The truth has been under attack. There’s a parallel universe where what we know to be facts has been distorted and believers have been whipped into a frenzy, storming the halls of government to defend lies they have been made to see as reality. It happened in the United States on Jan. 6, 2021, and it happened in Brazil on Jan. 8, 2023.
I have found comfort in searching for, embracing and living my truth. This truth isn’t an actual representation of shared lived experiences, but my perception of these experiences. It’s how I absorbed and interpreted what happened to me and how I recall these events.
As a journalist, I’ve trained to take careful notes, capturing word for word the words of others and the scenes I witnessed. As a memoir writer, I’ve had to make adjustments to accept that I can and should listen to my heart and rely on my memories and the feelings they unearth to reconstruct my past. As Anne Lamott wrote in Bird by Bird,
You own everything that happened to you. Tell your stories. If people wanted you to write warmly about them, they should have behaved better.
I spent a lot of time over the years undermining myself.
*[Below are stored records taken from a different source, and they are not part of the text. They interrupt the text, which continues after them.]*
use serde::{Deserialize, Serialize};
use std::path::PathBuf;

use crate::{FsError, FsResult, S3Config};

/// Which backend to construct, and how. Chosen once at startup.
#[derive(Debug, Clone, PartialEq, Serialize, Deserialize)]
#[serde(tag = "backend", rename_all = "snake_case")]
pub enum FsConfig {
    Local(LocalConfig),
    S3 {
        s3: S3Config,
        #[serde(default)]
        upload: RemoteConfig,
    },
}

impl FsConfig {
    /// Local backend rooted at `root`
    pub fn local<P: Into<PathBuf>>(root: P) -> Self {
        Self::Local(LocalConfig::new(root))
    }

    /// S3 backend with default upload tuning
    pub fn s3(s3: S3Config) -> Self {
        Self::S3 {
            s3,
            upload: RemoteConfig::default(),
        }
    }

    /// Load from `DOG_FS_*` environment variables.
    ///
    /// `DOG_FS_BACKEND` selects `local` (default) or `s3`. The local backend
    /// needs `DOG_FS_ROOT`; the S3 backend reads `DOG_FS_S3_*` and the
    /// optional `DOG_FS_PART_SIZE` / `DOG_FS_QUEUE_DEPTH` tuning knobs.
    pub fn from_env() -> FsResult<Self> {
        Self::from_lookup(|key| std::env::var(key).ok())
    }

    /// Same as `from_env`, reading variables through `lookup`
    pub fn from_lookup<F>(lookup: F) -> FsResult<Self>
    where
        F: Fn(&str) -> Option<String>,
    {
        let backend = lookup("DOG_FS_BACKEND").unwrap_or_else(|| "local".to_string());
        match backend.to_ascii_lowercase().as_str() {
            "local" => {
                let root = lookup("DOG_FS_ROOT")
                    .ok_or_else(|| FsError::config("DOG_FS_ROOT environment variable required"))?;
                let mut local = LocalConfig::new(root);
                if let Some(flag) = lookup("DOG_FS_CREATE_ROOT") {
                    local.create_root = parse_flag("DOG_FS_CREATE_ROOT", &flag)?;
                }
                Ok(Self::Local(local))
            }
            "s3" => {
                let s3 = S3Config::from_lookup(&lookup)?;
                let mut upload = RemoteConfig::default();
                if let Some(size) = lookup("DOG_FS_PART_SIZE") {
                    upload.part_size = parse_number("DOG_FS_PART_SIZE", &size)?;
                }
                if let Some(depth) = lookup("DOG_FS_QUEUE_DEPTH") {
                    upload.queue_depth = parse_number("DOG_FS_QUEUE_DEPTH", &depth)?;
                }
                Ok(Self::S3 { s3, upload })
            }
            other => Err(FsError::config(format!(
                "Unknown DOG_FS_BACKEND {:?} (expected \"local\" or \"s3\")",
                other
            ))),
        }
    }
}

/// Configuration for the local filesystem backend
#[derive(Debug, Clone, PartialEq, Eq, Serialize, Deserialize)]
pub struct LocalConfig {
    /// Directory every object name is resolved under
    pub root: PathBuf,

    /// Create `root` if it does not exist yet
    #[serde(default = "default_create_root")]
    pub create_root: bool,
}

fn default_create_root() -> bool {
    true
}

impl LocalConfig {
    pub fn new<P: Into<PathBuf>>(root: P) -> Self {
        Self {
            root: root.into(),
            create_root: true,
        }
    }

    /// Fail at construction when the root directory is missing
    pub fn require_existing_root(mut self) -> Self {
        self.create_root = false;
        self
    }
}

/// Upload tuning for the remote object backend
#[derive(Debug, Clone, PartialEq, Eq, Serialize, Deserialize)]
#[serde(default)]
pub struct RemoteConfig {
    /// Size of every multipart part except the last (bytes)
    pub part_size: usize,

    /// Upper bound on parts per upload
    pub max_parts: u32,

    /// Chunks buffered between the caller and the upload task
    pub queue_depth: usize,
}

impl Default for RemoteConfig {
    fn default() -> Self {
        Self {
            part_size: 8 * 1024 * 1024, // 8MB
            max_parts: 10_000,
            queue_depth: 16,
        }
    }
}

impl RemoteConfig {
    pub fn new() -> Self {
        Self::default()
    }

    pub fn with_part_size(mut self, bytes: usize) -> Self {
        self.part_size = bytes;
        self
    }

    pub fn with_max_parts(mut self, max: u32) -> Self {
        self.max_parts = max;
        self
    }

    pub fn with_queue_depth(mut self, depth: usize) -> Self {
        self.queue_depth = depth;
        self
    }

    /// Check the tuning against the store's minimum part size
    pub fn validate(&self, min_part_size: usize) -> FsResult<()> {
        if self.part_size == 0 || self.part_size < min_part_size {
            return Err(FsError::config(format!(
                "part_size {} is below the store minimum of {} bytes",
                self.part_size, min_part_size
            )));
        }
        if self.max_parts == 0 || self.max_parts > 10_000 {
            return Err(FsError::config(format!(
                "max_parts {} must be within 1-10000",
                self.max_parts
            )));
        }
        if self.queue_depth == 0 {
            return Err(FsError::config("queue_depth must be at least 1"));
        }
        Ok(())
    }
}

pub(crate) fn parse_number<T: std::str::FromStr>(key: &str, raw: &str) -> FsResult<T> {
    raw.trim()
        .parse()
        .map_err(|_| FsError::config(format!("{} must be a number, got {:?}", key, raw)))
}

pub(crate) fn parse_flag(key: &str, raw: &str) -> FsResult<bool> {
    match raw.trim().to_ascii_lowercase().as_str() {
        "1" | "true" | "yes" | "on" => Ok(true),
        "0" | "false" | "no" | "off" => Ok(false),
        _ => Err(FsError::config(format!("{} must be a boolean, got {:?}", key, raw))),
    }
}

#[cfg(test)]
mod tests {
    use super::*;
    use std::collections::HashMap;

    fn lookup(vars: &[(&str, &str)]) -> impl Fn(&str) -> Option<String> {
        let map: HashMap<String, String> = vars
            .iter()
            .map(|(k, v)| (k.to_string(), v.to_string()))
            .collect();
        move |key| map.get(key).cloned()
    }

    #[test]
    fn local_is_the_default_backend() {
        let config = FsConfig::from_lookup(lookup(&[("DOG_FS_ROOT", "/srv/assets")])).unwrap();
        assert_eq!(config, FsConfig::local("/srv/assets"));
    }

    #[test]
    fn local_requires_root() {
        let err = FsConfig::from_lookup(lookup(&[])).unwrap_err();
        assert!(matches!(err, FsError::Config { .. }));
    }

    #[test]
    fn s3_from_env() {
        let config = FsConfig::from_lookup(lookup(&[
            ("DOG_FS_BACKEND", "S3"),
            ("DOG_FS_S3_BUCKET", "assets"),
            ("DOG_FS_S3_REGION", "eu-west-1"),
            ("DOG_FS_PART_SIZE", "16777216"),
        ]))
        .unwrap();

        match config {
            FsConfig::S3 { s3, upload } => {
                assert_eq!(s3.bucket, "assets");
                assert_eq!(s3.region.as_deref(), Some("eu-west-1"));
                assert_eq!(upload.part_size, 16 * 1024 * 1024);
                assert_eq!(upload.queue_depth, RemoteConfig::default().queue_depth);
            }
            other => panic!("expected s3 config, got {:?}", other),
        }
    }

    #[test]
    fn unknown_backend_is_rejected() {
        let err = FsConfig::from_lookup(lookup(&[("DOG_FS_BACKEND", "ftp")])).unwrap_err();
        assert!(matches!(err, FsError::Config { .. }));
    }

    #[test]
    fn deserializes_tagged_config() {
        let config: FsConfig = serde_json::from_value(serde_json::json!({
            "backend": "s3",
            "s3": { "bucket": "media", "force_path_style": true },
            "upload": { "part_size": 5242880 }
        }))
        .unwrap();

        match config {
            FsConfig::S3 { s3, upload } => {
                assert_eq!(s3.bucket, "media");
                assert!(s3.force_path_style);
                assert_eq!(upload.part_size, 5 * 1024 * 1024);
                assert_eq!(upload.max_parts, 10_000);
            }
            other => panic!("expected s3 config, got {:?}", other),
        }

        let config: FsConfig =
            serde_json::from_value(serde_json::json!({ "backend": "local", "root": "/data" })).unwrap();
        assert_eq!(config, FsConfig::local("/data"));
    }

    #[test]
    fn remote_config_validation() {
        assert!(RemoteConfig::default().validate(5 * 1024 * 1024).is_ok());
        assert!(RemoteConfig::new().with_part_size(1024).validate(5 * 1024 * 1024).is_err());
        assert!(RemoteConfig::new().with_queue_depth(0).validate(0).is_err());
        assert!(RemoteConfig::new().with_max_parts(20_000).validate(0).is_err());
    }
}
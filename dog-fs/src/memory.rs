use async_trait::async_trait;
use bytes::Bytes;
use parking_lot::Mutex;
use std::collections::{BTreeMap, HashMap, HashSet};
use std::sync::Arc;
use uuid::Uuid;

use crate::{
    ByteRange, ByteStream, CompletedPart, FsError, FsResult, ObjectClient, ObjectHead, UploadId,
};

const READ_CHUNK: usize = 64 * 1024;

#[derive(Debug, Default)]
struct PendingUpload {
    key: String,
    parts: BTreeMap<u32, (String, Bytes)>,
}

#[derive(Debug, Default)]
struct MemoryState {
    objects: HashMap<String, (Bytes, String, i64)>,
    uploads: HashMap<String, PendingUpload>,
    aborted: Vec<UploadId>,
    completed: Vec<UploadId>,
    failing_parts: HashSet<u32>,
}

/// In-process object store with multipart semantics.
///
/// Parts stay invisible until `complete_multipart`; `abort_multipart`
/// throws them away. Useful for tests and local development.
#[derive(Debug, Clone, Default)]
pub struct MemoryObjectClient {
    state: Arc<Mutex<MemoryState>>,
}

impl MemoryObjectClient {
    pub fn new() -> Self {
        Self::default()
    }

    /// Make every upload of `part_number` fail with `BackendUnavailable`
    pub fn fail_part(&self, part_number: u32) {
        self.state.lock().failing_parts.insert(part_number);
    }

    /// Uploads that are started but neither completed nor aborted
    pub fn pending_uploads(&self) -> usize {
        self.state.lock().uploads.len()
    }

    /// Uploads whose parts were discarded by an abort
    pub fn aborted_uploads(&self) -> Vec<UploadId> {
        self.state.lock().aborted.clone()
    }

    /// Uploads that were assembled into objects
    pub fn completed_uploads(&self) -> Vec<UploadId> {
        self.state.lock().completed.clone()
    }

    /// Number of committed objects
    pub fn object_count(&self) -> usize {
        self.state.lock().objects.len()
    }
}

fn transport_error(message: String) -> FsError {
    FsError::backend(std::io::Error::new(std::io::ErrorKind::Other, message))
}

#[async_trait]
impl ObjectClient for MemoryObjectClient {
    async fn create_multipart(&self, key: &str) -> FsResult<UploadId> {
        let upload_id = UploadId::new();
        self.state.lock().uploads.insert(
            upload_id.as_str().to_string(),
            PendingUpload {
                key: key.to_string(),
                parts: BTreeMap::new(),
            },
        );
        Ok(upload_id)
    }

    async fn upload_part(
        &self,
        key: &str,
        upload_id: &UploadId,
        part_number: u32,
        body: Bytes,
    ) -> FsResult<CompletedPart> {
        let mut state = self.state.lock();
        if state.failing_parts.contains(&part_number) {
            return Err(transport_error(format!("injected failure for part {}", part_number)));
        }
        let upload = state
            .uploads
            .get_mut(upload_id.as_str())
            .filter(|upload| upload.key == key)
            .ok_or_else(|| transport_error(format!("no such upload: {}", upload_id)))?;

        let etag = format!("\"{}\"", Uuid::new_v4().simple());
        upload.parts.insert(part_number, (etag.clone(), body));
        Ok(CompletedPart { part_number, etag })
    }

    async fn complete_multipart(
        &self,
        key: &str,
        upload_id: &UploadId,
        parts: Vec<CompletedPart>,
    ) -> FsResult<()> {
        let mut state = self.state.lock();
        let upload = state
            .uploads
            .remove(upload_id.as_str())
            .filter(|upload| upload.key == key)
            .ok_or_else(|| transport_error(format!("no such upload: {}", upload_id)))?;

        let mut content = Vec::new();
        for part in &parts {
            match upload.parts.get(&part.part_number) {
                Some((etag, body)) if *etag == part.etag => content.extend_from_slice(body),
                _ => {
                    return Err(transport_error(format!(
                        "invalid part {} for upload {}",
                        part.part_number, upload_id
                    )))
                }
            }
        }

        let etag = format!("\"{}-{}\"", Uuid::new_v4().simple(), parts.len());
        let now = chrono::Utc::now().timestamp();
        state
            .objects
            .insert(key.to_string(), (Bytes::from(content), etag, now));
        state.completed.push(upload_id.clone());
        Ok(())
    }

    async fn abort_multipart(&self, _key: &str, upload_id: &UploadId) -> FsResult<()> {
        let mut state = self.state.lock();
        if state.uploads.remove(upload_id.as_str()).is_some() {
            state.aborted.push(upload_id.clone());
        }
        Ok(())
    }

    async fn get_object(&self, key: &str, range: Option<ByteRange>) -> FsResult<ByteStream> {
        let content = self
            .state
            .lock()
            .objects
            .get(key)
            .map(|(content, _, _)| content.clone())
            .ok_or_else(|| FsError::not_found(key))?;

        let size = content.len() as u64;
        let content = match range {
            Some(range) if !range.is_valid(size) => {
                return Err(FsError::invalid_range(
                    key,
                    format!("{} not satisfiable for {} bytes", range.to_http_header(), size),
                ))
            }
            Some(range) => {
                let start = range.start as usize;
                content.slice(start..start + range.length(size) as usize)
            }
            None => content,
        };

        let stream = async_stream::stream! {
            let mut rest = content;
            while !rest.is_empty() {
                let chunk = rest.split_to(rest.len().min(READ_CHUNK));
                yield Ok::<_, std::io::Error>(chunk);
            }
        };
        Ok(Box::pin(stream))
    }

    async fn head_object(&self, key: &str) -> FsResult<Option<ObjectHead>> {
        Ok(self
            .state
            .lock()
            .objects
            .get(key)
            .map(|(content, etag, modified)| ObjectHead {
                size_bytes: content.len() as u64,
                etag: Some(etag.clone()),
                last_modified: Some(*modified),
            }))
    }

    async fn delete_object(&self, key: &str) -> FsResult<()> {
        self.state.lock().objects.remove(key);
        Ok(())
    }
}

#[cfg(test)]
mod tests {
    use super::*;
    use futures::TryStreamExt;

    async fn read_all(stream: ByteStream) -> Vec<u8> {
        let chunks: Vec<Bytes> = stream.try_collect().await.unwrap();
        chunks.concat()
    }

    #[tokio::test]
    async fn parts_are_invisible_until_complete() {
        let client = MemoryObjectClient::new();
        let id = client.create_multipart("a.bin").await.unwrap();
        let p1 = client.upload_part("a.bin", &id, 1, Bytes::from_static(b"hello ")).await.unwrap();
        let p2 = client.upload_part("a.bin", &id, 2, Bytes::from_static(b"world")).await.unwrap();

        assert!(client.head_object("a.bin").await.unwrap().is_none());

        client.complete_multipart("a.bin", &id, vec![p1, p2]).await.unwrap();
        let content = read_all(client.get_object("a.bin", None).await.unwrap()).await;
        assert_eq!(content, b"hello world");
        assert_eq!(client.completed_uploads(), vec![id]);
    }

    #[tokio::test]
    async fn abort_is_idempotent() {
        let client = MemoryObjectClient::new();
        let id = client.create_multipart("a.bin").await.unwrap();
        client.upload_part("a.bin", &id, 1, Bytes::from_static(b"x")).await.unwrap();

        client.abort_multipart("a.bin", &id).await.unwrap();
        client.abort_multipart("a.bin", &id).await.unwrap();

        assert_eq!(client.aborted_uploads(), vec![id]);
        assert_eq!(client.pending_uploads(), 0);
        assert_eq!(client.object_count(), 0);
    }

    #[tokio::test]
    async fn ranged_reads() {
        let client = MemoryObjectClient::new();
        let id = client.create_multipart("r.bin").await.unwrap();
        let part = client.upload_part("r.bin", &id, 1, Bytes::from_static(b"0123456789")).await.unwrap();
        client.complete_multipart("r.bin", &id, vec![part]).await.unwrap();

        let content = read_all(client.get_object("r.bin", Some(ByteRange::new(2, Some(4)))).await.unwrap()).await;
        assert_eq!(content, b"234");

        let err = client.get_object("r.bin", Some(ByteRange::from_start(10))).await.err().unwrap();
        assert!(matches!(err, FsError::InvalidRange { .. }));
    }

    #[tokio::test]
    async fn missing_objects() {
        let client = MemoryObjectClient::new();
        assert!(client.get_object("nope", None).await.err().unwrap().is_not_found());
        assert!(client.head_object("nope").await.unwrap().is_none());
        client.delete_object("nope").await.unwrap();
    }
}
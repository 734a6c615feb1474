use chrono::{DateTime, Utc};
use serde::{Deserialize, Serialize};
use tokio::sync::watch;

use crate::UploadId;

/// Lifecycle of a remote multipart upload.
///
/// `Pending -> Uploading -> {Completed | Aborted | Failed}`. The three
/// right-hand states are terminal and absorb every further event.
#[derive(Debug, Clone, PartialEq, Eq, Serialize, Deserialize)]
#[serde(tag = "state", rename_all = "snake_case")]
pub enum UploadStatus {
    Pending,
    Uploading,
    Completed,
    Aborted,
    Failed { reason: String },
}

/// Something that happened to an upload session
#[derive(Debug, Clone, PartialEq, Eq)]
pub enum UploadEvent {
    /// The store accepted the multipart session
    Started,
    /// The store acknowledged every part and assembled the object
    AllPartsAcknowledged,
    /// The caller's stream went away before completion
    CallerClosed,
    /// Non-recoverable transport or protocol error
    Failed(String),
}

/// Work the upload task owes after a transition
#[derive(Debug, Clone, Copy, PartialEq, Eq)]
pub enum UploadEffect {
    None,
    /// Discard the parts held by the store
    AbortRemote,
    /// End the caller-facing stream
    EndStream,
}

impl UploadStatus {
    pub fn is_terminal(&self) -> bool {
        matches!(self, Self::Completed | Self::Aborted | Self::Failed { .. })
    }

    /// The only place upload state changes are decided.
    pub fn transition(&self, event: UploadEvent) -> (UploadStatus, UploadEffect) {
        use UploadEffect as E;
        use UploadEvent as Ev;
        use UploadStatus as S;

        match (self, event) {
            (S::Pending, Ev::Started) => (S::Uploading, E::None),
            // No remote session exists yet, so there is nothing to abort
            (S::Pending, Ev::CallerClosed) => (S::Aborted, E::None),
            (S::Pending, Ev::Failed(reason)) => (S::Failed { reason }, E::None),

            (S::Uploading, Ev::AllPartsAcknowledged) => (S::Completed, E::EndStream),
            (S::Uploading, Ev::CallerClosed) => (S::Aborted, E::AbortRemote),
            (S::Uploading, Ev::Failed(reason)) => (S::Failed { reason }, E::AbortRemote),

            (current, _) => (current.clone(), E::None),
        }
    }
}

/// Snapshot of an upload session
#[derive(Debug, Clone, Serialize, Deserialize)]
pub struct UploadSession {
    pub key: String,
    pub upload_id: Option<UploadId>,
    pub status: UploadStatus,
    pub bytes_received: u64,
    pub bytes_uploaded: u64,
    pub parts_acknowledged: u32,
    pub created_at: DateTime<Utc>,
    pub updated_at: DateTime<Utc>,
}

impl UploadSession {
    pub fn new<S: Into<String>>(key: S) -> Self {
        let now = Utc::now();
        Self {
            key: key.into(),
            upload_id: None,
            status: UploadStatus::Pending,
            bytes_received: 0,
            bytes_uploaded: 0,
            parts_acknowledged: 0,
            created_at: now,
            updated_at: now,
        }
    }
}

/// Shared view of one upload session.
///
/// The upload task applies events; writers and handles observe the result
/// through the underlying watch channel.
#[derive(Debug)]
pub struct UploadTracker {
    session: watch::Sender<UploadSession>,
}

impl UploadTracker {
    pub fn new<S: Into<String>>(key: S) -> Self {
        let (session, _) = watch::channel(UploadSession::new(key));
        Self { session }
    }

    /// Apply `event` atomically and return the effect the caller must carry out
    pub fn apply(&self, event: UploadEvent) -> UploadEffect {
        let mut effect = UploadEffect::None;
        self.session.send_if_modified(|session| {
            let (next, e) = session.status.transition(event);
            effect = e;
            if next == session.status {
                return false;
            }
            session.status = next;
            session.updated_at = Utc::now();
            true
        });
        effect
    }

    pub(crate) fn set_upload_id(&self, upload_id: UploadId) {
        self.session.send_modify(|session| {
            session.upload_id = Some(upload_id);
            session.updated_at = Utc::now();
        });
    }

    pub(crate) fn record_received(&self, bytes: u64) {
        self.session.send_modify(|session| session.bytes_received += bytes);
    }

    pub(crate) fn record_part(&self, bytes: u64) {
        self.session.send_modify(|session| {
            session.parts_acknowledged += 1;
            session.bytes_uploaded += bytes;
            session.updated_at = Utc::now();
        });
    }

    pub fn status(&self) -> UploadStatus {
        self.session.borrow().status.clone()
    }

    pub fn snapshot(&self) -> UploadSession {
        self.session.borrow().clone()
    }

    pub fn subscribe(&self) -> watch::Receiver<UploadSession> {
        self.session.subscribe()
    }

    /// Resolve once the session reaches a terminal state
    pub async fn wait_terminal(&self) -> UploadStatus {
        let mut rx = self.session.subscribe();
        rx.wait_for(|session| session.status.is_terminal())
            .await
            .map(|session| session.status.clone())
            .unwrap_or_else(|_| self.status())
    }
}

#[cfg(test)]
mod tests {
    use super::*;
    use std::sync::Arc;
    use std::time::Duration;

    #[test]
    fn happy_path() {
        let (s, e) = UploadStatus::Pending.transition(UploadEvent::Started);
        assert_eq!((s.clone(), e), (UploadStatus::Uploading, UploadEffect::None));

        let (s, e) = s.transition(UploadEvent::AllPartsAcknowledged);
        assert_eq!((s, e), (UploadStatus::Completed, UploadEffect::EndStream));
    }

    #[test]
    fn closing_while_uploading_aborts_remote() {
        let (s, e) = UploadStatus::Uploading.transition(UploadEvent::CallerClosed);
        assert_eq!((s, e), (UploadStatus::Aborted, UploadEffect::AbortRemote));
    }

    #[test]
    fn failure_while_uploading_still_aborts_remote() {
        let (s, e) = UploadStatus::Uploading.transition(UploadEvent::Failed("timeout".into()));
        assert_eq!(
            (s, e),
            (
                UploadStatus::Failed {
                    reason: "timeout".into()
                },
                UploadEffect::AbortRemote
            )
        );
    }

    #[test]
    fn pending_sessions_have_nothing_to_abort() {
        assert_eq!(
            UploadStatus::Pending.transition(UploadEvent::CallerClosed),
            (UploadStatus::Aborted, UploadEffect::None)
        );
        assert_eq!(
            UploadStatus::Pending.transition(UploadEvent::AllPartsAcknowledged),
            (UploadStatus::Pending, UploadEffect::None)
        );
    }

    #[test]
    fn terminal_states_absorb_events() {
        let terminal = [
            UploadStatus::Completed,
            UploadStatus::Aborted,
            UploadStatus::Failed { reason: "x".into() },
        ];
        let events = [
            UploadEvent::Started,
            UploadEvent::AllPartsAcknowledged,
            UploadEvent::CallerClosed,
            UploadEvent::Failed("late".into()),
        ];
        for status in &terminal {
            for event in &events {
                assert_eq!(
                    status.transition(event.clone()),
                    (status.clone(), UploadEffect::None),
                    "{status:?} + {event:?}"
                );
            }
        }
    }

    #[test]
    fn second_abort_is_a_no_op() {
        let tracker = UploadTracker::new("photo1.jpg");
        tracker.apply(UploadEvent::Started);

        assert_eq!(tracker.apply(UploadEvent::CallerClosed), UploadEffect::AbortRemote);
        assert_eq!(tracker.apply(UploadEvent::CallerClosed), UploadEffect::None);
        assert_eq!(tracker.status(), UploadStatus::Aborted);
    }

    #[test]
    fn completion_wins_over_late_close() {
        let tracker = UploadTracker::new("photo1.jpg");
        tracker.apply(UploadEvent::Started);
        assert_eq!(tracker.apply(UploadEvent::AllPartsAcknowledged), UploadEffect::EndStream);
        assert_eq!(tracker.apply(UploadEvent::CallerClosed), UploadEffect::None);
        assert_eq!(tracker.status(), UploadStatus::Completed);
    }

    #[test]
    fn snapshot_serializes_status() {
        let tracker = UploadTracker::new("a/b.bin");
        tracker.set_upload_id(UploadId::from_string("abc".into()));
        tracker.apply(UploadEvent::Started);
        tracker.record_received(10);
        tracker.record_part(10);

        let json = serde_json::to_value(tracker.snapshot()).unwrap();
        assert_eq!(json["status"]["state"], "uploading");
        assert_eq!(json["upload_id"], "abc");
        assert_eq!(json["parts_acknowledged"], 1);
    }

    #[tokio::test]
    async fn wait_terminal_observes_completion() {
        let tracker = Arc::new(UploadTracker::new("a.bin"));
        tracker.apply(UploadEvent::Started);

        let waiter = {
            let tracker = tracker.clone();
            tokio::spawn(async move { tracker.wait_terminal().await })
        };

        tokio::time::sleep(Duration::from_millis(10)).await;
        tracker.apply(UploadEvent::AllPartsAcknowledged);

        let status = tokio::time::timeout(Duration::from_secs(1), waiter)
            .await
            .expect("waiter timed out")
            .unwrap();
        assert_eq!(status, UploadStatus::Completed);
    }
}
If someone’s words hurt me, I blamed them on my own actions. If my perspectives were dismissed, I justified it as a result of them being unimportant. If my efforts went unrecognized, I attributed it to my own failure at producing something meaningful.
As I weave together my life story into a book, I’ve learned to tell myself that if I don’t write as I am, trusting my heart and mind to guide every memory, scene and interiority I add to the page, then I’ll allow others to make of my truth whatever they want it to be. And once I let that happen, my truth will become a lie — appropriated, transformed and recounted as something other than what it is.
To write one’s truth requires courage. I am not afraid.
With love and purpose, always.
Fernanda.
Love this. Someone gave me a Lamott book “wintering” to get me through my cancer journey. Yes. I also think it’s important not to take a person’s view of you critically as it is their perception and viewpoint based on their personal experiences. This goes both ways in how we respond to others. We can repair these “transgressions” in honest dialogue.
Sorry to hear about Brazil. The US has set a bad example. The ripple effect of life.
Very well said. The quote from Anne Lamott is exactly what I needed to hear today. Thank you.